Users display a clear gender bias when it comes to cheating. Whether it’s ignorance to the fact that those deployed cheat as well, or a belief that those enlisted get a pass because of service to their country, the Whisper community’s animosity is unmistakably reserved for women who cheat while their soldier is deployed. Moreover, much of the slut-shaming must come from fellow women; Whisper classifies 70 percent of its audience as female.
The responses can be disheartening, but that doesn’t seem to deter users from spilling their guts. A user whose ex-boyfriend cheated on her while he was deployed spoke with the Daily Dot about the culture of military infidelity and her reason for posting on Whisper.
“[I posted] to stand up for the military girlfriends and wives. That it’s not always the ones left behind, it’s also the ones who are deployed. … Both of my brothers are military and they are both single. My oldest brother was engaged and she cheated on him while he was on the submarine.
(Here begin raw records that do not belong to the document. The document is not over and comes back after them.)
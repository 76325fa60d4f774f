//! Relationships inferred between diagram entities

use std::fmt;

use crate::core::{namespace_link_name, Render};

use super::entity::Entity;

/// Kind of relationship, with its PlantUML arrow
#[derive(Debug, Clone, Copy, PartialEq, Eq, Hash, PartialOrd, Ord)]
pub enum RelationshipKind {
    Inheritance, // <|--
    Aggregation, // o--
    Composition, // *--
    Dependency,  // <..
    Nesting,     // +--
}

impl RelationshipKind {
    /// Name used as the last component of the ordering key
    pub fn as_str(self) -> &'static str {
        match self {
            RelationshipKind::Inheritance => "inherit",
            RelationshipKind::Aggregation => "aggregation",
            RelationshipKind::Composition => "composition",
            RelationshipKind::Dependency => "dependency",
            RelationshipKind::Nesting => "nesting",
        }
    }

    pub fn arrow(self) -> &'static str {
        match self {
            RelationshipKind::Inheritance => "<|--",
            RelationshipKind::Aggregation => "o--",
            RelationshipKind::Composition => "*--",
            RelationshipKind::Dependency => "<..",
            RelationshipKind::Nesting => "+--",
        }
    }
}

impl fmt::Display for RelationshipKind {
    fn fmt(&self, f: &mut fmt::Formatter<'_>) -> fmt::Result {
        f.write_str(self.as_str())
    }
}

/// One end of a relationship, captured when the relationship is built
#[derive(Debug, Clone, PartialEq, Eq)]
pub struct Endpoint {
    pub name: String,
    pub namespace: String,
}

impl Endpoint {
    pub fn of(entity: &Entity) -> Self {
        Self {
            name: entity.name().to_string(),
            namespace: entity.namespace().to_string(),
        }
    }

    /// Name as written in a link: `ns.inner.Name` for namespaced entities
    pub fn link_name(&self) -> String {
        if self.namespace.is_empty() {
            self.name.clone()
        } else {
            format!("{}.{}", namespace_link_name(&self.namespace), self.name)
        }
    }
}

/// An edge between two entities
///
/// The parent endpoint is drawn on the left of the arrow: the base class,
/// the owning class, the used type or the enclosing type.
#[derive(Debug, Clone, PartialEq, Eq)]
pub struct Relationship {
    pub kind: RelationshipKind,
    pub parent: Endpoint,
    pub child: Endpoint,
    /// Number of members behind an aggregation or composition; 1 otherwise
    pub count: usize,
}

impl Relationship {
    fn new(kind: RelationshipKind, parent: &Entity, child: &Entity) -> Self {
        Self {
            kind,
            parent: Endpoint::of(parent),
            child: Endpoint::of(child),
            count: 1,
        }
    }

    pub fn inheritance(base: &Entity, derived: &Entity) -> Self {
        Self::new(RelationshipKind::Inheritance, base, derived)
    }

    /// `kind` must be [`RelationshipKind::Aggregation`] or [`RelationshipKind::Composition`]
    pub fn aggregation(owner: &Entity, owned: &Entity, kind: RelationshipKind, count: usize) -> Self {
        debug_assert!(matches!(
            kind,
            RelationshipKind::Aggregation | RelationshipKind::Composition
        ));
        Self {
            count,
            ..Self::new(kind, owner, owned)
        }
    }

    pub fn dependency(used: &Entity, user: &Entity) -> Self {
        Self::new(RelationshipKind::Dependency, used, user)
    }

    pub fn nesting(outer: &Entity, inner: &Entity) -> Self {
        Self::new(RelationshipKind::Nesting, outer, inner)
    }

    /// Ordering key: parent name, child name, kind name, then the
    /// namespaces of both ends to separate same-named entities
    pub fn sort_key(&self) -> (&str, &str, &'static str, &str, &str) {
        (
            &self.parent.name,
            &self.child.name,
            self.kind.as_str(),
            &self.parent.namespace,
            &self.child.namespace,
        )
    }

    fn link(&self) -> String {
        let is_owning = matches!(
            self.kind,
            RelationshipKind::Aggregation | RelationshipKind::Composition
        );
        if is_owning && self.count != 1 {
            format!("\"{}\" {}", self.count, self.kind.arrow())
        } else {
            self.kind.arrow().to_string()
        }
    }
}

impl Render for Relationship {
    fn render(&self) -> String {
        format!(
            "{} {} {}\n",
            self.parent.link_name(),
            self.link(),
            self.child.link_name()
        )
    }
}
It works both ways.”
Another user, who prefered to remain anonymous, told us how she turned to Whisper when her boyfriend of more than a year cheated on her three months into his deployment.
Having only her parents and her best friend to share her feelings with, she was frustrated by silence and found an escape in the app. “I felt like I needed to get it off my chest to someone that I wasn’t the reason we broke up and that I was a good girlfriend even [through] a deployment,” she said. Many users were supportive. Others started to hit on her. She also heard from military men trying to justify her boyfriend’s actions.
“[There were] some military guys saying that it’s harder than you think being deployed which pissed me off because I was here and I didn’t cheat. So why does he get to cheat because he’s away?”
Ultimately, she concludes, she found some closure in posting her story on Whisper and advocating for her character and her faithfulness.
Unfaithfulness in the military isn’t restricted to straight couples. One man, whose boyfriend of five years revealed he had been cheating with a coworker during his deployment, found the outlet for release he needed in Whisper. “I’ve been drinking a lot, and telling it on Whisper helped,” he said.
In his experience, the reality of cheating isn’t something discussed among the wives and significant others of those deployed, a drastic contrast to the Whisper community. “Most army [wives] don’t talk about it openly,” he claimed. “They try to look like perfect families.”
Infidelity among couples in the armed service is no new trend. What’s different is having an anonymous medium on which to discuss it. While some log on in hopes of finding resolution or commiseration, others just wish to make their voices known. As one user said, “It feels better just to say it and know someone heard me.”